Peretz acknowledges (no secret here – he’s not only a liberal but an old mentor and friend to Al Gore, whom he championed over Bush in the 2000 election) that “up to the moment Bush became president, I was convinced that his mind, at least on matters Levantine, belonged to his father and to James Baker III, whose worldview seemed to be defined by the pecuniary prejudice of oil and Texas: Keep the ruling Arabs happy.”
Following a detailed review of events in the Middle East since the fall of Saddam Hussein and a lamentation over the Clinton administration’s desultory approach in the 1990’s to fighting the growing threat of Islamic terror, Peretz contrasts the approach taken by the Bush White House to Mideast realities with that of prior Democratic administrations, arguing that
“Clinton (and the sanctimonious Jimmy Carter even more so) had absolutely no interest in trying to modify the harsh political character of the Arab world. What they aspired to do was to mollify the dictators – to prefer the furthering of the peace process to the furthering of the conditions that make peace possible. The Democrats were the ones who were always elevating Arafat. He was at the very center of their road map. After he stalked out of a meeting room in Paris during cease-fire talks in late 2000, Albright actually ran in breathless pursuit to lure him back. It was the Democrats who perpetuated Arafat’s demonic sway over the Palestinians, and it was the Democrats who sustained him among the other Arabs.”

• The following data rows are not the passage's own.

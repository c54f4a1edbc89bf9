pub mod about;
pub mod auth;
pub mod fallback;
pub mod follow;
pub mod posts;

Though he writes from the perspective of one who has long advocated a land-for-peace approach to Middle East peace – and his insistence that “everyone who is at all rational on these issues now sees the Israeli prime minister as a man of his word” fails to take into account the long trail of broken promises the hawkish candidate of 2001 and 2003 has left in his wake – Peretz is a fairly traditional Zionist with no illusions about Mahmoud Abbas or Palestinian virtue. He’s also a fairly traditional liberal with no illusions about Democratic proficiency in foreign affairs.